Having all new hvac installed during a small remodel. AC contractor needs a wooden plenum box fabricated in the hvac closet to set his gear on. What do you recommend for the plywood-ext. cdx, osb, pressure treated ply, or something else? The hvac guys will line the box with duct board for sound insulation.
Comments are appreciated.


----------



## 1610 CUB (Jul 19, 2008)

You should get a new HVAC contractor, insist on a insulated sheet metal plenum.


----------



## 7echo (Aug 24, 2008)

An insulated sheet metal plenum was discussed, but for the application it was determined that a wood box, sealed, lined with duct board, sealed, would be the best option.
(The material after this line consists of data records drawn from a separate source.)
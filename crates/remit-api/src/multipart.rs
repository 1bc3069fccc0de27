//! Multipart form extraction.
//!
//! Pulls the raw text fields and receipt file parts out of the posted
//! multipart body. No validation happens here beyond well-formedness of the
//! multipart stream itself; field-level rules live in
//! `remit_core::validation` so they apply regardless of transport.

use axum::extract::Multipart;
use remit_core::models::ReceiptFile;
use remit_core::validation::{RawBasicInfo, RawReimbursementMethod};
use remit_core::AppError;

/// Name of the repeated file field carrying receipt uploads.
pub const RECEIPTS_FIELD: &str = "receipts";

const DEFAULT_CONTENT_TYPE: &str = "application/octet-stream";

/// Extract the raw submission from a multipart request.
pub async fn extract_submission(
    mut multipart: Multipart,
) -> Result<(RawBasicInfo, RawReimbursementMethod, Vec<ReceiptFile>), AppError> {
    let mut basic = RawBasicInfo::default();
    let mut method = RawReimbursementMethod::default();
    let mut receipts = Vec::new();

    while let Some(field) = multipart
        .next_field()
        .await
        .map_err(|e| AppError::InvalidInput(format!("Malformed multipart request: {}", e)))?
    {
        let Some(name) = field.name().map(str::to_string) else {
            continue;
        };

        if name == RECEIPTS_FIELD {
            let original_filename = field
                .file_name()
                .map(str::to_string)
                .unwrap_or_else(|| "receipt".to_string());
            let content_type = field
                .content_type()
                .map(str::to_string)
                .unwrap_or_else(|| DEFAULT_CONTENT_TYPE.to_string());
            let data = field.bytes().await.map_err(|e| {
                AppError::InvalidInput(format!(
                    "Failed to read receipt '{}': {}",
                    original_filename, e
                ))
            })?;

            receipts.push(ReceiptFile {
                original_filename,
                content_type,
                data,
            });
            continue;
        }

        let value = field
            .text()
            .await
            .map_err(|e| AppError::InvalidInput(format!("Failed to read field '{}': {}", name, e)))?;

        match name.as_str() {
            "name" => basic.name = Some(value),
            "email" => basic.email = Some(value),
            "item_description" => basic.item_description = Some(value),
            "item_price" => basic.item_price = Some(value),
            "purchase_date" => basic.purchase_date = Some(value),
            "reimbursement_method" => method.method = Some(value),
            "paypal_email" => method.paypal_email = Some(value),
            "check_address" => method.check_address = Some(value),
            "check_phone" => method.check_phone = Some(value),
            "routing_number" => method.routing_number = Some(value),
            "account_number" => method.account_number = Some(value),
            other => {
                tracing::debug!(field = %other, "Ignoring unknown form field");
            }
        }
    }

    Ok((basic, method, receipts))
}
The air handler will be inside a small closet(approx 4 x 6) that is centrally located. One of the main concerns is noise from the unit as it is located adjacent to the den, dining area, and kitchen. The entire floor area of the closet will be boxed to become a 24" to 28" high plenum, with a return on each end of the box, opening into different rooms. The sheet metal box sitting on the slab, or even on 2x sleepers, would be louder than the plywood box, or at least that is the theory. If we could figure a way for the tin benders to do their thing and keep the system quiet, as well as allow access to move around 2 sides of the air handler without buckling the sheet metal, we would consider it.


----------



## SD515 (Aug 17, 2008)

I'd contact the local mechanical inspector. 1) Find out if a wooden platform/plenum is allowed for your type of install. 2) They might have some good ideas to answer your question. I'd bet they would have seen something similar to your situation before. Doesn't hurt to ask.


----------



## Termite (Apr 13, 2008)

I don't see any reason you couldn't use duct board (thermopan) as the plenum with a wood structure serving as support. In this application, I'd want the wood structure on the outside of the plenum, not in it. 

People need to bear in mind that many HVAC runs in homes are "ducted" through wood framing. There's nothing illegal or unusual about it. 

I'd vote for 2x dimension lumber and perhaps some plywood to keep it sturdy. If it is sitting on concrete or will be contacting concrete, those parts would need to be treated. Otherwise I'd just use untreated lumber wherever possible.


----------



## 1610 CUB (Jul 19, 2008)

7echo said:


> An insulated sheet metal plenum was discussed, but for the application it was determined that a wood box, sealed, lined with duct board, sealed, would be the best option. The air handler will be inside a small closet(approx 4 x 6) that is centrally located. One of the main concerns is noise from the unit as it is located adjacent to the den, dining area, and kitchen. The entire floor area of the closet will be boxed to become a 24" to 28" high plenum, with a return on each end of the box, opening into different rooms. The sheet metal box sitting on the slab, or even on 2x sleepers, would be louder than the plywood box, or at least that is the theory. If we could figure a way for the tin benders to do their thing and keep the system quiet, as well as allow access to move around 2 sides of the air handler without buckling the sheet metal, we would consider it.


You said nothing of this in your first post! With that said, one thing, Air noise is going to occur when the runs are short, to small , too small grills. So IMO you are going to hear the furnace each and every time it comes on, the good news is you will get used to it. My two cents.


----------